#### [PROBLEM]
Starting at the top of the data and ending with the line that holds "returned at login", transcribe each line exactly; include both ends.

(Saved data entries)

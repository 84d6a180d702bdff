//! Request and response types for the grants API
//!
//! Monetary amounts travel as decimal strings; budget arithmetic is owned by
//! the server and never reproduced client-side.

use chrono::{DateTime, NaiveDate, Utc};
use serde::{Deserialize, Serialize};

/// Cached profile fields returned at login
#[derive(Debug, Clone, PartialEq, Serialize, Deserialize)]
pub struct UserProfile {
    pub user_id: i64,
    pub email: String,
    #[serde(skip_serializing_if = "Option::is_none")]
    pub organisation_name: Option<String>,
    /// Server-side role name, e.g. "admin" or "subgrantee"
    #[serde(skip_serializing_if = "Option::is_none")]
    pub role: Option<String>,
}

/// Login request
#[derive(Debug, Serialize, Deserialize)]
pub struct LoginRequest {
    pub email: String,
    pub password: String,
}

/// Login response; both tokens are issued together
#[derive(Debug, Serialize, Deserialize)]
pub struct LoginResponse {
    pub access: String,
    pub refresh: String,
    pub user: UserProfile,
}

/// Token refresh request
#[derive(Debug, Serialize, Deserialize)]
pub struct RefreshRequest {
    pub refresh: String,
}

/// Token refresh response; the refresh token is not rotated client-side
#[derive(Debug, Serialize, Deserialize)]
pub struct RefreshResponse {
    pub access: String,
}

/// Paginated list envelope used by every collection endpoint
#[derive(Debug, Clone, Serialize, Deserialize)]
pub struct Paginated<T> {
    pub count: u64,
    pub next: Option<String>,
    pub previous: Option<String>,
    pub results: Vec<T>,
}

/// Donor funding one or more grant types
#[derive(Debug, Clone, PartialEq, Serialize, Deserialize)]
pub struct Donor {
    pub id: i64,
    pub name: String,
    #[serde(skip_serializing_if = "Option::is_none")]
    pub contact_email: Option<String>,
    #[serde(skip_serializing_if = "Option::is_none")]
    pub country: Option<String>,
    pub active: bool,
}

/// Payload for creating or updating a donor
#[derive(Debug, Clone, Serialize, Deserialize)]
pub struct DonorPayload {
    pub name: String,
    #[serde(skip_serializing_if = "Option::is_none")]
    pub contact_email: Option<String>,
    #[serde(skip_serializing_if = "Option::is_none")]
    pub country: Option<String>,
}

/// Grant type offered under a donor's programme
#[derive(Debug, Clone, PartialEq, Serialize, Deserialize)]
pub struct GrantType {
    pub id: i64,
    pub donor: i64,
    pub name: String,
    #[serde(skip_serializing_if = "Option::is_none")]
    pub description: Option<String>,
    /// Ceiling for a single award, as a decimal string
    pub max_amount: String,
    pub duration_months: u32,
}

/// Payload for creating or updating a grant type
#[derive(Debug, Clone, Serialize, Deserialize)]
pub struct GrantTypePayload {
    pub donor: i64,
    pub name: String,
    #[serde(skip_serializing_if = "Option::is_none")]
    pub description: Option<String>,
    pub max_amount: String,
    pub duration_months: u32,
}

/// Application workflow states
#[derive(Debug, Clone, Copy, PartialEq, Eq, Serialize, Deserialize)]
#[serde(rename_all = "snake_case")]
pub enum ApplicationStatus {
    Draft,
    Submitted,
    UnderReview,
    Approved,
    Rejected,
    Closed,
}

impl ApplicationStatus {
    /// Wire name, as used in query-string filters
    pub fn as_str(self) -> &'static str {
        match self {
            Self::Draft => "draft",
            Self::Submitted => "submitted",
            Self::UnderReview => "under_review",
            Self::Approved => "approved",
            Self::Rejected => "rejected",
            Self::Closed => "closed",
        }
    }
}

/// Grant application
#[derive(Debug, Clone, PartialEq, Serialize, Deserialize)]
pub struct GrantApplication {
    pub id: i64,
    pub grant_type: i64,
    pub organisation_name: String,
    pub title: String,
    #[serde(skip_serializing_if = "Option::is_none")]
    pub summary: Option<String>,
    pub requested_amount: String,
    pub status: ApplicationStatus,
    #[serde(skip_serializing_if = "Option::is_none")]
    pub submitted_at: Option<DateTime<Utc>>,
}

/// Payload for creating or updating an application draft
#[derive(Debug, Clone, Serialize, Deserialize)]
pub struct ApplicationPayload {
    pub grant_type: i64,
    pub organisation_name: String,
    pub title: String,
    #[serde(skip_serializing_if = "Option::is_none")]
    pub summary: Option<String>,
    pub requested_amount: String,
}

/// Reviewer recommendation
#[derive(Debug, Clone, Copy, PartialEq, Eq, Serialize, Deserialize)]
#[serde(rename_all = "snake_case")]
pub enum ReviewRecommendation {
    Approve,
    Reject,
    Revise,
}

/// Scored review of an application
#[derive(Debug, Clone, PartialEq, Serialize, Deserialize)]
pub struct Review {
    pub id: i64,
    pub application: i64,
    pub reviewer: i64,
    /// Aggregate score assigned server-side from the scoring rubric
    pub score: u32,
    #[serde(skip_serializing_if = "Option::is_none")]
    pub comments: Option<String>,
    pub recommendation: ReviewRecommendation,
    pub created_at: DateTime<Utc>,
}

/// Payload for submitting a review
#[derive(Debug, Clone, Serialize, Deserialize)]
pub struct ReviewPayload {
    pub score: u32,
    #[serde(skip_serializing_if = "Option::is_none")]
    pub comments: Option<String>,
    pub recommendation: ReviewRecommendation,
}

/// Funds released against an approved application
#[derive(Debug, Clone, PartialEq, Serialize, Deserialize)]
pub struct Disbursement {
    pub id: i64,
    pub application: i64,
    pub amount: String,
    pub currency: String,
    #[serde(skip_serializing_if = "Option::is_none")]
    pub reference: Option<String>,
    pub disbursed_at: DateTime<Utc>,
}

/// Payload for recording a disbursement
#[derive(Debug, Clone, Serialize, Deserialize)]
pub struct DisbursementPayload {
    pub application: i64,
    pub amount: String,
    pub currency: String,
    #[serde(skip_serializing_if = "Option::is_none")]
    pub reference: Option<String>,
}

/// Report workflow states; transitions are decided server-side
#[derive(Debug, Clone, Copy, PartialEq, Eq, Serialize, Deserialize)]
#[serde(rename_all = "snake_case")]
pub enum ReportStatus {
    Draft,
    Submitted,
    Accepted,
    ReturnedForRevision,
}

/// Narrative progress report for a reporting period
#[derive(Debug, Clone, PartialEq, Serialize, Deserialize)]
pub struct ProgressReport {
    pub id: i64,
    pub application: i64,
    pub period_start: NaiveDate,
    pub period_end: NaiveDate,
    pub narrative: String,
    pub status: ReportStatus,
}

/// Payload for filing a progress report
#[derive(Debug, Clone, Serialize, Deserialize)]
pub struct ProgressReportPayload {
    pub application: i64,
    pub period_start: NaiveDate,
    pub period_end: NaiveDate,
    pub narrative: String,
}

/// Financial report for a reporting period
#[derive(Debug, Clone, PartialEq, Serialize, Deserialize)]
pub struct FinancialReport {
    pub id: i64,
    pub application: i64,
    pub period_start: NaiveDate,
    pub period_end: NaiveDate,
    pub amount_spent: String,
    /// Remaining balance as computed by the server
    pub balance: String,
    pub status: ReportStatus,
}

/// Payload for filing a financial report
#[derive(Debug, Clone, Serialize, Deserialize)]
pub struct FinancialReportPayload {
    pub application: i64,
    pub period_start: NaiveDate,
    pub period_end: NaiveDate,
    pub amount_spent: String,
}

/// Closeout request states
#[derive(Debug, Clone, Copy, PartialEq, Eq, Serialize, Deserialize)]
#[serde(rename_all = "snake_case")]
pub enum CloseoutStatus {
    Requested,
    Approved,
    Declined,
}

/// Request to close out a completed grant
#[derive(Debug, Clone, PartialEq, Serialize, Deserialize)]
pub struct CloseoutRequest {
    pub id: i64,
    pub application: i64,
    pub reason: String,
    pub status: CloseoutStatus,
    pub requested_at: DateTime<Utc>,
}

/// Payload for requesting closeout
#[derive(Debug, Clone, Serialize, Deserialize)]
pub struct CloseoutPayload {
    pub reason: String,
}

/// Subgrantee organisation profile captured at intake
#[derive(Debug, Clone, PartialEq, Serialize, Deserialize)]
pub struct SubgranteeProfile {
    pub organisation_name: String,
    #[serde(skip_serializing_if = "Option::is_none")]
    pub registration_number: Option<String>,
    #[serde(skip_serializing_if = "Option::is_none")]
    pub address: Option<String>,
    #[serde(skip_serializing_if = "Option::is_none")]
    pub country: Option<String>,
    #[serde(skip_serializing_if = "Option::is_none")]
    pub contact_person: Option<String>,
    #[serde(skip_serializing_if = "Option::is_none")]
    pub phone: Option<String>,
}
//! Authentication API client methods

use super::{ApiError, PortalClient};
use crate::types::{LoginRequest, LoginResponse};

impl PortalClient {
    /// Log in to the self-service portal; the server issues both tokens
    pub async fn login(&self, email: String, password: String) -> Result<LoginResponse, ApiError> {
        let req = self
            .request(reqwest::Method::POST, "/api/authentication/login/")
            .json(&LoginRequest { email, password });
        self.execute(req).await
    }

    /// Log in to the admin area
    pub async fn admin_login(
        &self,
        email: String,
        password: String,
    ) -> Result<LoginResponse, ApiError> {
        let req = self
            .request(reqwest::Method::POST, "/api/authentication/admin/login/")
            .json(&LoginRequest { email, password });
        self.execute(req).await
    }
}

#### [WRITTEN RESPONSE]
repository 84d6a180d702bdff
//! Request and response types for the grants API
//!
//! Monetary amounts travel as decimal strings; budget arithmetic is owned by
//! the server and never reproduced client-side.

use chrono::{DateTime, NaiveDate, Utc};
use serde::{Deserialize, Serialize};

/// Cached profile fields returned at login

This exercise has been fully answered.